È stato pubblicato nella Gazzetta Ufficiale n. 182 del 7 agosto 2026 il Decreto-legge 7 agosto 2026, n. 143, recante “Disposizioni urgenti in materia di obbligo di compostabilità di determinate tipologie di imballaggi”. Il provvedimento, messo a disposizione il 7 agosto 2026 ed entrato in vigore l’8 agosto 2026, interviene sulla Parte IV del D.Lgs. 152/2006 introducendo specifici requisiti di compostabilità per alcune categorie di imballaggi.
L’intervento si inserisce nel quadro delineato dal Regolamento (UE) 2025/40 sugli imballaggi e i rifiuti di imballaggio (PPWR), che consente agli Stati membri, in presenza di adeguati sistemi di raccolta e trattamento della frazione organica dei rifiuti, di prevedere a livello nazionale obblighi di compostabilità per determinate categorie di imballaggi, in deroga agli obblighi di riciclabilità stabiliti dal Regolamento.
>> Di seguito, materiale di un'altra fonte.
use anyhow::{Context, Result};

const DEFAULT_LINGUIST_URL: &str =
    "https://raw.githubusercontent.com/github-linguist/linguist/master/lib/linguist/languages.yml";
const DEFAULT_TAGS_API_BASE: &str = "https://api.stackexchange.com/2.3";
const DEFAULT_TAGS_SITE: &str = "stackoverflow";

/// Application configuration loaded from environment variables.
/// Fails at startup if required variables are missing.
#[derive(Debug, Clone)]
pub struct Config {
    pub database_url: String,
    pub redis_url: String,
    /// URL of the linguist language-classification YAML document.
    pub linguist_url: String,
    /// Base URL of the tag-popularity API (Stack Exchange compatible).
    pub tags_api_base: String,
    /// `site` query parameter sent to the tag API.
    pub tags_site: String,
    pub rust_log: String,
}

impl Config {
    pub fn from_env() -> Result<Self> {
        dotenvy::dotenv().ok(); // load .env if present; ignore if missing

        Ok(Config {
            database_url: require_env("DATABASE_URL")?,
            redis_url: require_env("REDIS_URL")?,
            linguist_url: std::env::var("LINGUIST_URL")
                .unwrap_or_else(|_| DEFAULT_LINGUIST_URL.to_string()),
            tags_api_base: std::env::var("TAGS_API_BASE")
                .unwrap_or_else(|_| DEFAULT_TAGS_API_BASE.to_string()),
            tags_site: std::env::var("TAGS_SITE").unwrap_or_else(|_| DEFAULT_TAGS_SITE.to_string()),
            rust_log: std::env::var("RUST_LOG").unwrap_or_else(|_| "info".to_string()),
        })
    }
}

fn require_env(key: &str) -> Result<String> {
    std::env::var(key).with_context(|| format!("Required environment variable '{key}' is not set"))
}
//! Language ingestion from the linguist classification dataset.
//!
//! The dataset is one YAML document mapping display names to metadata.
//! Unlike the tag API there is no pagination: the fetch either yields the
//! whole document or fails the stage.

use std::collections::BTreeMap;
use std::sync::Arc;
use std::time::Duration;

use async_trait::async_trait;
use serde::Deserialize;
use tracing::info;

use crate::classify::Classifier;
use crate::errors::CatalogError;
use crate::models::ParsedLanguage;
use crate::slug::slugify;

const FETCH_TIMEOUT: Duration = Duration::from_secs(30);

/// Fetch edge for the language dataset, swappable in tests.
#[async_trait]
pub trait LanguageSource: Send + Sync {
    async fn fetch_raw(&self) -> Result<String, CatalogError>;
}

/// Production source: GETs the linguist `languages.yml` document.
pub struct LinguistHttpSource {
    client: reqwest::Client,
    url: String,
}

impl LinguistHttpSource {
    pub fn new(url: String) -> Self {
        Self {
            client: reqwest::Client::builder()
                .timeout(FETCH_TIMEOUT)
                .build()
                .expect("Failed to build HTTP client"),
            url,
        }
    }
}

#[async_trait]
impl LanguageSource for LinguistHttpSource {
    async fn fetch_raw(&self) -> Result<String, CatalogError> {
        let response = self.client.get(&self.url).send().await?;
        let status = response.status();
        if !status.is_success() {
            return Err(CatalogError::Source {
                status: status.as_u16(),
                url: self.url.clone(),
            });
        }
        Ok(response.text().await?)
    }
}

/// One entry of the linguist document. Only the fields the catalog uses
/// are modeled; everything else is ignored by serde.
#[derive(Debug, Deserialize)]
struct LinguistEntry {
    #[serde(rename = "type")]
    entry_type: Option<String>,
    color: Option<String>,
    extensions: Option<Vec<String>>,
    aliases: Option<Vec<String>>,
}

pub struct LinguistParser {
    source: Arc<dyn LanguageSource>,
    classifier: Arc<Classifier>,
}

impl LinguistParser {
    pub fn new(source: Arc<dyn LanguageSource>, classifier: Arc<Classifier>) -> Self {
        Self { source, classifier }
    }

    /// Fetches and normalizes the dataset. Only `type: programming`
    /// entries survive (markup, data and prose languages are dropped).
    /// The result is sorted by popularity descending as a convenience for
    /// read consumers; persistence does not depend on the order.
    pub async fn fetch(&self) -> Result<Vec<ParsedLanguage>, CatalogError> {
        let raw = self.source.fetch_raw().await?;
        let entries: BTreeMap<String, LinguistEntry> = serde_yaml::from_str(&raw)?;

        let mut languages: Vec<ParsedLanguage> = entries
            .into_iter()
            .filter(|(_, entry)| entry.entry_type.as_deref() == Some("programming"))
            .map(|(name, entry)| self.build_language(name, entry))
            .collect();

        languages.sort_by(|a, b| b.popularity.cmp(&a.popularity));

        info!("Linguist parse complete: {} programming languages", languages.len());
        Ok(languages)
    }

    fn build_language(&self, name: String, entry: LinguistEntry) -> ParsedLanguage {
        let slug = slugify(&name);
        let profile = self.classifier.language_profile(&name);

        ParsedLanguage {
            name_local: self
                .classifier
                .language_local_name(&name)
                .map(str::to_string)
                .unwrap_or_else(|| name.clone()),
            color: entry.color,
            website: profile.and_then(|p| p.website).map(str::to_string),
            typing: profile.and_then(|p| p.typing).map(str::to_string),
            paradigms: profile
                .map(|p| p.paradigms.iter().map(|s| s.to_string()).collect())
                .unwrap_or_default(),
            aliases: entry.aliases.unwrap_or_default(),
            file_extensions: entry.extensions.unwrap_or_default(),
            popularity: self.classifier.language_popularity(&name),
            name_en: name,
            slug,
        }
    }
}

#[cfg(test)]
mod tests {
    use super::*;
    use crate::testutil::{FailingLanguageSource, StaticLanguageSource};

    const SAMPLE_YAML: &str = r##"
C#:
  type: programming
  color: "#178600"
  extensions:
  - ".cs"
  aliases:
  - csharp
HTML:
  type: markup
  extensions:
  - ".html"
Python:
  type: programming
  color: "#3572A5"
  extensions:
  - ".py"
Brainfuck:
  type: programming
  extensions:
  - ".b"
"##;

    fn parser_for(yaml: &str) -> LinguistParser {
        LinguistParser::new(
            Arc::new(StaticLanguageSource::new(yaml)),
            Arc::new(Classifier::new()),
        )
    }

    #[tokio::test]
    async fn test_keeps_only_programming_languages() {
        let languages = parser_for(SAMPLE_YAML).fetch().await.unwrap();
        let slugs: Vec<&str> = languages.iter().map(|l| l.slug.as_str()).collect();
        assert!(slugs.contains(&"python"));
        assert!(slugs.contains(&"csharp"));
        assert!(!slugs.contains(&"html"));
    }

    #[tokio::test]
    async fn test_ranked_languages_sort_before_unranked() {
        let languages = parser_for(SAMPLE_YAML).fetch().await.unwrap();
        assert_eq!(languages[0].slug, "python");
        assert_eq!(languages[1].slug, "csharp");
        let brainfuck = languages.iter().find(|l| l.slug == "brainfuck").unwrap();
        assert_eq!(brainfuck.popularity, 0);
    }

    #[tokio::test]
    async fn test_carries_source_metadata_and_profile() {
        let languages = parser_for(SAMPLE_YAML).fetch().await.unwrap();
        let python = languages.iter().find(|l| l.slug == "python").unwrap();
        assert_eq!(python.color.as_deref(), Some("#3572A5"));
        assert_eq!(python.file_extensions, vec![".py"]);
        assert_eq!(python.typing.as_deref(), Some("dynamic"));
        assert_eq!(python.website.as_deref(), Some("https://www.python.org"));
        assert!(python.paradigms.contains(&"functional".to_string()));
        // No local translation registered: falls back to the source name.
        assert_eq!(python.name_local, "Python");
    }

    #[tokio::test]
    async fn test_missing_sets_default_empty() {
        let languages = parser_for(SAMPLE_YAML).fetch().await.unwrap();
        let brainfuck = languages.iter().find(|l| l.slug == "brainfuck").unwrap();
        assert!(brainfuck.aliases.is_empty());
        assert!(brainfuck.paradigms.is_empty());
        assert!(brainfuck.typing.is_none());
        assert!(brainfuck.color.is_none());
    }

    #[tokio::test]
    async fn test_fetch_failure_propagates() {
        let parser = LinguistParser::new(
            Arc::new(FailingLanguageSource),
            Arc::new(Classifier::new()),
        );
        let err = parser.fetch().await.unwrap_err();
        assert!(matches!(err, CatalogError::Source { status: 500, .. }));
    }

    #[tokio::test]
    async fn test_malformed_yaml_propagates() {
        let parser = parser_for("not: [valid: yaml");
        assert!(matches!(
            parser.fetch().await.unwrap_err(),
            CatalogError::Yaml(_)
        ));
    }
}
//! Brand colors for skills, keyed by lowercased raw tag (slug probed as
//! the second tier). Languages never consult this table — their color
//! comes from the linguist dataset.

pub const SKILL_COLORS: &[(&str, &str)] = &[
    ("react", "#61DAFB"),
    ("angular", "#DD0031"),
    ("vue.js", "#4FC08D"),
    ("svelte", "#FF3E00"),
    ("next.js", "#000000"),
    ("django", "#092E20"),
    ("flask", "#000000"),
    ("fastapi", "#009688"),
    ("spring-boot", "#6DB33F"),
    ("laravel", "#FF2D20"),
    ("ruby-on-rails", "#CC0000"),
    ("nestjs", "#E0234E"),
    ("flutter", "#02569B"),
    ("react-native", "#61DAFB"),
    ("node.js", "#339933"),
    ("mysql", "#4479A1"),
    ("postgresql", "#336791"),
    ("mongodb", "#47A248"),
    ("redis", "#DC382D"),
    ("sqlite", "#003B57"),
    ("mariadb", "#003545"),
    ("elasticsearch", "#005571"),
    ("docker", "#2496ED"),
    ("kubernetes", "#326CE5"),
    ("jenkins", "#D24939"),
    ("terraform", "#7B42BC"),
    ("ansible", "#EE0000"),
    ("nginx", "#009639"),
    ("grafana", "#F46800"),
    ("prometheus", "#E6522C"),
    ("amazon-web-services", "#FF9900"),
    ("azure", "#0078D4"),
    ("google-cloud-platform", "#4285F4"),
    ("heroku", "#430098"),
    ("pandas", "#150458"),
    ("numpy", "#013243"),
    ("tensorflow", "#FF6F00"),
    ("pytorch", "#EE4C2C"),
    ("jupyter", "#F37626"),
    ("apache-spark", "#E25A1C"),
    ("apache-kafka", "#231F20"),
    ("selenium", "#43B02A"),
    ("jest", "#C21325"),
    ("cypress", "#17202C"),
    ("figma", "#F24E1E"),
    ("sketch", "#F7B500"),
    ("blender", "#F5792A"),
    ("git", "#F05032"),
    ("github", "#181717"),
    ("gitlab", "#FC6D26"),
    ("bitbucket", "#0052CC"),
    ("jira", "#0052CC"),
    ("slack", "#4A154B"),
    ("notion", "#000000"),
    ("jquery", "#0769AD"),
    ("bootstrap", "#7952B3"),
    ("tailwind-css", "#06B6D4"),
    ("sass", "#CC6699"),
    ("redux", "#764ABC"),
    ("graphql", "#E10098"),
    ("webpack", "#8DD6F9"),
    ("vite", "#646CFF"),
    ("ethereum", "#3C3C3D"),
    ("solana", "#9945FF"),
    ("visual-studio-code", "#007ACC"),
    ("unity3d", "#000000"),
    ("unreal-engine", "#0E1128"),
];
A questo scopo, il decreto introduce nel D.Lgs. 152/2006 il nuovo articolo 226-quinquies, dedicato all’obbligo di compostabilità per specifiche tipologie di imballaggio.
In particolare, per la prima messa a disposizione sul mercato nazionale dovranno essere certificati da organismi accreditati come biodegradabili e compostabili secondo la norma UNI EN 13432 o standard equivalenti riconosciuti a livello europeo gli imballaggi di plastica monouso destinati al confezionamento di meno di 1,5 kg di prodotti ortofrutticoli freschi preconfezionati; gli imballaggi monouso per alimenti e bevande riempiti e destinati al consumo nei locali del settore alberghiero, della ristorazione e del catering; gli imballaggi monouso utilizzati nello stesso settore per porzioni individuali di condimenti, comprese conserve, salse, panna da caffè e zucchero; nonché gli imballaggi flessibili monouso per cosmetici e prodotti per l’igiene utilizzati nel settore ricettivo, destinati esclusivamente a una prenotazione individuale e a essere smaltiti prima dell’arrivo dell’ospite successivo.
Il decreto disciplina anche alcune eccezioni e condizioni specifiche. Per gli imballaggi monoporzione di condimenti, ad esempio, sono esclususe dall'obbligo alcune confezioni fornite con alimenti pronti da asporto destinati al consumo immediato e quelle necessarie per garantire sicurezza e igiene in strutture caratterizzate da esigenze mediche di cura individuale, quali ospedali, cliniche e RSA. Sono inoltre richiamate le esenzioni previste dall’articolo 25, paragrafo 4, e dall’Allegato V del Regolamento (UE) 2025/40. Resta fermo, quando applicabile, il divieto previsto dal D.Lgs. 196/2021 per determinati prodotti di plastica monouso, così come rimangono pienamente applicabili gli obblighi relativi ai materiali e oggetti destinati a venire a contatto con gli alimenti (MOCA) e le disposizioni sulla gestione dei rifiuti.
Sul piano sanzionatorio, il provvedimento modifica inoltre l’articolo 261 del D.Lgs. 152/2006, prevedendo, salvo che il fatto costituisca reato, una sanzione amministrativa pecuniaria da 2.500 a 25.000 euro per la violazione delle nuove disposizioni, compreso l'utilizzo di dichiarazioni di conformità o diciture ingannevoli o elusive. Qualora la violazione riguardi quantitativi di imballaggi di valore superiore al 10% del fatturato del trasgressore, la sanzione può essere aumentata fino al quadruplo del massimo. Il nuovo regime sanzionatorio sarà applicabile a partire dal 1° gennaio 2030. Il decreto-legge dovrà ora essere presentato alle Camere per la conversione in legge.